Exercise goal: After going through the data, give the number of lines that contain the word "EveCorporationModel" as your sole answer.

────────

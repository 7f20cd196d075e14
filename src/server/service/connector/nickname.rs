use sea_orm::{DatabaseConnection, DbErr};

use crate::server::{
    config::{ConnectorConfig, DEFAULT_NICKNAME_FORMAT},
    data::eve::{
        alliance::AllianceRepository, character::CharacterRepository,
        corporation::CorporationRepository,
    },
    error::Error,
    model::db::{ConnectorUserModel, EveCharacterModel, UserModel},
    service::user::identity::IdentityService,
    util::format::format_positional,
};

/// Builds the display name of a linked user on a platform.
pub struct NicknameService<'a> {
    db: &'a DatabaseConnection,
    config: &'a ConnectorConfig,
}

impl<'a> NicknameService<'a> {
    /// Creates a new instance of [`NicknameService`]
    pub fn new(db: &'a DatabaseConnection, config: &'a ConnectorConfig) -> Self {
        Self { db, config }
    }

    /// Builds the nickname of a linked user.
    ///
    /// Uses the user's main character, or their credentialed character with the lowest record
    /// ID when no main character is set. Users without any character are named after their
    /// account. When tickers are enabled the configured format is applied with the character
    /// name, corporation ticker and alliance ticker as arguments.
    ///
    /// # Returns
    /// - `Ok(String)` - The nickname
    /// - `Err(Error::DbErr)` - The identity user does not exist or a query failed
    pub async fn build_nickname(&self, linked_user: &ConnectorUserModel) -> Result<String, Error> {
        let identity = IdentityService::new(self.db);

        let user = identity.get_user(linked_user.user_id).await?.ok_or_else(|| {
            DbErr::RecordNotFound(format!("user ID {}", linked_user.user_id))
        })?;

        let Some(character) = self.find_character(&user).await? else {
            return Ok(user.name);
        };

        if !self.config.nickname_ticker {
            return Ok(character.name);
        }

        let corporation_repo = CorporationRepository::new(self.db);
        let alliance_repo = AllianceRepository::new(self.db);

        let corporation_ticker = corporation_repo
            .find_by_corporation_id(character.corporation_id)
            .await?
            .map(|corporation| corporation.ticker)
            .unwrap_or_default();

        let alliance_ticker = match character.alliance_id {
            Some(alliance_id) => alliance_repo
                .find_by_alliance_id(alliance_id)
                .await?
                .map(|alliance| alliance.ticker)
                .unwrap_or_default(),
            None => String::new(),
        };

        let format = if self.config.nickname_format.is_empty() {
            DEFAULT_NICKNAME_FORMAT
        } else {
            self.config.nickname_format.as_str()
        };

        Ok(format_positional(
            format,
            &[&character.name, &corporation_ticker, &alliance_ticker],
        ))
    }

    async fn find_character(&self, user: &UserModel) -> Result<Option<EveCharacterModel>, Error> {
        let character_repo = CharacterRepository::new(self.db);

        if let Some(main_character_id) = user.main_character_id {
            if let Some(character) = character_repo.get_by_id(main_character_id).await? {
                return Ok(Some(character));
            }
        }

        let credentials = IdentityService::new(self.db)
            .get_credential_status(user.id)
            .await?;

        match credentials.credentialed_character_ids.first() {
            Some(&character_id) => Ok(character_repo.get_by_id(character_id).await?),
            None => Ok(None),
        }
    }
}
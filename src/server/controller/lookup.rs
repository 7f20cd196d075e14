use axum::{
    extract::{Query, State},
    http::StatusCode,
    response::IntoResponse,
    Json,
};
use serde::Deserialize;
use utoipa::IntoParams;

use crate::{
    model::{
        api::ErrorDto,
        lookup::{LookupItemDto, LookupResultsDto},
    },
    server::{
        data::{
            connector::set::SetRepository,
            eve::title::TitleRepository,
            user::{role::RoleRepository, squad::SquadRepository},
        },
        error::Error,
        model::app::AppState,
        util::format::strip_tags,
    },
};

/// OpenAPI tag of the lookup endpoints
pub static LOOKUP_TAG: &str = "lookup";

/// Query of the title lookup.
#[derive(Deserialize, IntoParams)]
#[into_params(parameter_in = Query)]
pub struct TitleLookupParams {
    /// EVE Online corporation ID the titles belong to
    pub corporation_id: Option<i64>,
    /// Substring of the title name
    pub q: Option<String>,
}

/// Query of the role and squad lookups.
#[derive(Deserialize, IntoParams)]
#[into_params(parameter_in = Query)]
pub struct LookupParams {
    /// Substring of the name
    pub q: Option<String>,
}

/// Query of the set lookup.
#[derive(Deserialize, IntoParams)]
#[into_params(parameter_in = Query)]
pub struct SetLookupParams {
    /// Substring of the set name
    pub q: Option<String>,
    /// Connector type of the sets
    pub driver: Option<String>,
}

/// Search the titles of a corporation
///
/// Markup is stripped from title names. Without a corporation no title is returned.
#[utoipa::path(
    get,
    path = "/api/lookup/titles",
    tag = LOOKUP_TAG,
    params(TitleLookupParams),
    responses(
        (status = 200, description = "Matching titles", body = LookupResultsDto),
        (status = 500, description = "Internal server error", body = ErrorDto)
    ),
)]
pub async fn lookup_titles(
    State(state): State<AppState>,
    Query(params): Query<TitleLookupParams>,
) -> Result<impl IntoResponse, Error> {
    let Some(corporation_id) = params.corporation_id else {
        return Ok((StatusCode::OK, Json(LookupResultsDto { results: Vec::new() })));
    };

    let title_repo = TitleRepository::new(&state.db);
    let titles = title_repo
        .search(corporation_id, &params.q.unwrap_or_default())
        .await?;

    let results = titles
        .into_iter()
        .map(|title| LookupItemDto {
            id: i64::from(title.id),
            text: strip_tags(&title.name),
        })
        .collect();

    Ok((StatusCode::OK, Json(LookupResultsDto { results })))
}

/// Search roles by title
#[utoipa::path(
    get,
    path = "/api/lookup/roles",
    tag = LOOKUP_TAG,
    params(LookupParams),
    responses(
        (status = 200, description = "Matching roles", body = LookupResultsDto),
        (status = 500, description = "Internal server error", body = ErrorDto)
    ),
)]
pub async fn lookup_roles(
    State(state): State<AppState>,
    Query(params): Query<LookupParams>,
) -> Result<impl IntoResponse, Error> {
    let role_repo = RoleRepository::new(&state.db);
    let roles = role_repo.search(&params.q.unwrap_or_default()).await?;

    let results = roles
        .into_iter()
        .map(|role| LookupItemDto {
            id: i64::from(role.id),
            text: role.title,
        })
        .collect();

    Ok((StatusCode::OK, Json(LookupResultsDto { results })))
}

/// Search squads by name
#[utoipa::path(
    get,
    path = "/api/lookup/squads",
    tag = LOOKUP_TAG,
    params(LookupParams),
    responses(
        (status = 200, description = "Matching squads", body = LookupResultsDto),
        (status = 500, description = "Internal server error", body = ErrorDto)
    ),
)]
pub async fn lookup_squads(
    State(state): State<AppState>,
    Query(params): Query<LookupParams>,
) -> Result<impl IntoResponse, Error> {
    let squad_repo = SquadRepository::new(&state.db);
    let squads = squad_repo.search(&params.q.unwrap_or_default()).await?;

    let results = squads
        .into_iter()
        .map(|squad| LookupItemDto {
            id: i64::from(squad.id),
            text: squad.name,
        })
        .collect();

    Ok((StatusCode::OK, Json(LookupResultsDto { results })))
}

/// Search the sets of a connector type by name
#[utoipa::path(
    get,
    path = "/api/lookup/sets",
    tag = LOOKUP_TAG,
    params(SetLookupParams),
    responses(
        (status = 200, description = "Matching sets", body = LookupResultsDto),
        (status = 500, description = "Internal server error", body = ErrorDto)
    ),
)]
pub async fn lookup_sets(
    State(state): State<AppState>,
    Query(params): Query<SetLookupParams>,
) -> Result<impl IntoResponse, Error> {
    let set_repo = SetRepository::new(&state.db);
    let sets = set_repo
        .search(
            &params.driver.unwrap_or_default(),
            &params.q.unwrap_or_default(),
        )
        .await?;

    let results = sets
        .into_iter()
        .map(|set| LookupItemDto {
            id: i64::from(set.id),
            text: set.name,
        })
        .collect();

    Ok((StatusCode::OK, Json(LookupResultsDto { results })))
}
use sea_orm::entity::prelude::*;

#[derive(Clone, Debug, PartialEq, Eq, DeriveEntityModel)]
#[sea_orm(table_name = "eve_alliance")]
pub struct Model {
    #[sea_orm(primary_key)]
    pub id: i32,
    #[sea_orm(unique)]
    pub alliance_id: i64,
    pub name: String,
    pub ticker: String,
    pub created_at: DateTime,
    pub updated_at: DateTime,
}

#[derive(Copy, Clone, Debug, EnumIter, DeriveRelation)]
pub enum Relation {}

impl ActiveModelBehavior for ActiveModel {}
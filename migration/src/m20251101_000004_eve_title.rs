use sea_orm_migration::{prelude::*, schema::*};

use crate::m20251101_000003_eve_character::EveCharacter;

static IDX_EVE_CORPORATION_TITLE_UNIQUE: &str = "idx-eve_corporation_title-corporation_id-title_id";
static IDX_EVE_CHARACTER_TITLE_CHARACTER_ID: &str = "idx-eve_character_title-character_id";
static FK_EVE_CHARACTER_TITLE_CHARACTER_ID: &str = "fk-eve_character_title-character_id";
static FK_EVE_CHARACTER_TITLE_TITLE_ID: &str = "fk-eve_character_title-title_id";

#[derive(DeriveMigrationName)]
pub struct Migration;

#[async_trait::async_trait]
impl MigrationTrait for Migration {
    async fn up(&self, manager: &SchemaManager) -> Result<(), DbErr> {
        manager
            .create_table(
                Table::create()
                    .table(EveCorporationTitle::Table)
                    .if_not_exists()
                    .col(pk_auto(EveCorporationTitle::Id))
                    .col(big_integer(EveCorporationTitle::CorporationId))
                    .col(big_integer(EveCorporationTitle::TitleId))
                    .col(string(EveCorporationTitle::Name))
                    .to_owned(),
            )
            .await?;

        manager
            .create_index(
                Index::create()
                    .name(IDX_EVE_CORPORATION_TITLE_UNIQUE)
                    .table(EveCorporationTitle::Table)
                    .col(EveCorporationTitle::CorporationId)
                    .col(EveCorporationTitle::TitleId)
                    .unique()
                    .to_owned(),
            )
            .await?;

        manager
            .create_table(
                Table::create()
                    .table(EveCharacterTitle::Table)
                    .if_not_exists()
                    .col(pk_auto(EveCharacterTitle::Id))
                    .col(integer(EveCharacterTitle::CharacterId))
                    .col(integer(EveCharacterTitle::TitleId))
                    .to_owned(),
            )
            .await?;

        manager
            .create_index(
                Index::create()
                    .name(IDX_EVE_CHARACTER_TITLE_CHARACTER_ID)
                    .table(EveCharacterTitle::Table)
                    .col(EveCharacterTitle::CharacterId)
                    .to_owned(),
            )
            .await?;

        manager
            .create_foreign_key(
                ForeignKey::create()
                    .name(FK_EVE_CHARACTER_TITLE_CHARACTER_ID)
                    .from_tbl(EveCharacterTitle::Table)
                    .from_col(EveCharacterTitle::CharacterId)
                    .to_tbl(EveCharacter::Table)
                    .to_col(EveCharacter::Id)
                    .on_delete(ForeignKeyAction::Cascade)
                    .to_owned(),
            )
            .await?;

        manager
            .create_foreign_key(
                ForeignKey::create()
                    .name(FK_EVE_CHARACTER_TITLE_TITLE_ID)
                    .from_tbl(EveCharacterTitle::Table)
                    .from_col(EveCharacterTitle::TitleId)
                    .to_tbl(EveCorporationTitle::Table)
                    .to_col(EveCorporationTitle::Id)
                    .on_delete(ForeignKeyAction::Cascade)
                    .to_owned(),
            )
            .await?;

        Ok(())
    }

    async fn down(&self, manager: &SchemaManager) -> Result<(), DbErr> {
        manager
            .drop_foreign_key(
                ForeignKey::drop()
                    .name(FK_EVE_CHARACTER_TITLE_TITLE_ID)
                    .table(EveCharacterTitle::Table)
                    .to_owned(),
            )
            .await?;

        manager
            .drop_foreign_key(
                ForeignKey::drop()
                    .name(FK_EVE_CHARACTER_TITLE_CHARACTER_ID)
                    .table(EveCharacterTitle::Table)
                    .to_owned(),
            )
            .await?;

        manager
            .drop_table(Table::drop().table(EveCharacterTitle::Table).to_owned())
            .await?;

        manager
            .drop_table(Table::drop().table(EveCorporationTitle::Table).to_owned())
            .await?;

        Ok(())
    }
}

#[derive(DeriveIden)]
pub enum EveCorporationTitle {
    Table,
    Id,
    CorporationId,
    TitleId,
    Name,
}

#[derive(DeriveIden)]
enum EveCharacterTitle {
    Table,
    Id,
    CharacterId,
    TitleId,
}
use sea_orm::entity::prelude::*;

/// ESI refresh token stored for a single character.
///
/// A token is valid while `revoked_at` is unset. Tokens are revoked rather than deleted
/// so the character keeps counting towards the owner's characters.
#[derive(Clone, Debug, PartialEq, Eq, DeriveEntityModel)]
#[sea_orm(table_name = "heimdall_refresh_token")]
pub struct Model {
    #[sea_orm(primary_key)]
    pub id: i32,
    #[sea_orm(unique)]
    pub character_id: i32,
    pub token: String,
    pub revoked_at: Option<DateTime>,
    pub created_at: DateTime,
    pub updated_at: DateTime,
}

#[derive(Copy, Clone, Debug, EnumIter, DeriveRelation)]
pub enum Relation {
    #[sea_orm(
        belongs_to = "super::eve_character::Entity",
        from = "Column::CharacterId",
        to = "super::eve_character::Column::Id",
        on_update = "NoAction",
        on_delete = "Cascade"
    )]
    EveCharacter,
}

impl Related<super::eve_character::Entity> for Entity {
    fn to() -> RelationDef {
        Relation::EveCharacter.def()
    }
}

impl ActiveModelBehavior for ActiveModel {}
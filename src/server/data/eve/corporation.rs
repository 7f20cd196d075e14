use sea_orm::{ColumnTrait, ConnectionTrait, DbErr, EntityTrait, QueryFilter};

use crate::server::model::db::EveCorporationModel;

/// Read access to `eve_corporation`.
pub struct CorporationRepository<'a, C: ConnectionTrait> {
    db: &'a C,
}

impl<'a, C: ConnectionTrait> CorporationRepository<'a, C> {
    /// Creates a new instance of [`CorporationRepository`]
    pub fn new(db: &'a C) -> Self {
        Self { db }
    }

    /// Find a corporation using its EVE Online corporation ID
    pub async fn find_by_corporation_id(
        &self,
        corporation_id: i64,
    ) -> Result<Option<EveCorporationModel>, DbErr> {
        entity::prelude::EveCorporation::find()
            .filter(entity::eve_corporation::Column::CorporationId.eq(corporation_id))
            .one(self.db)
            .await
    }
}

────────

Task output: 2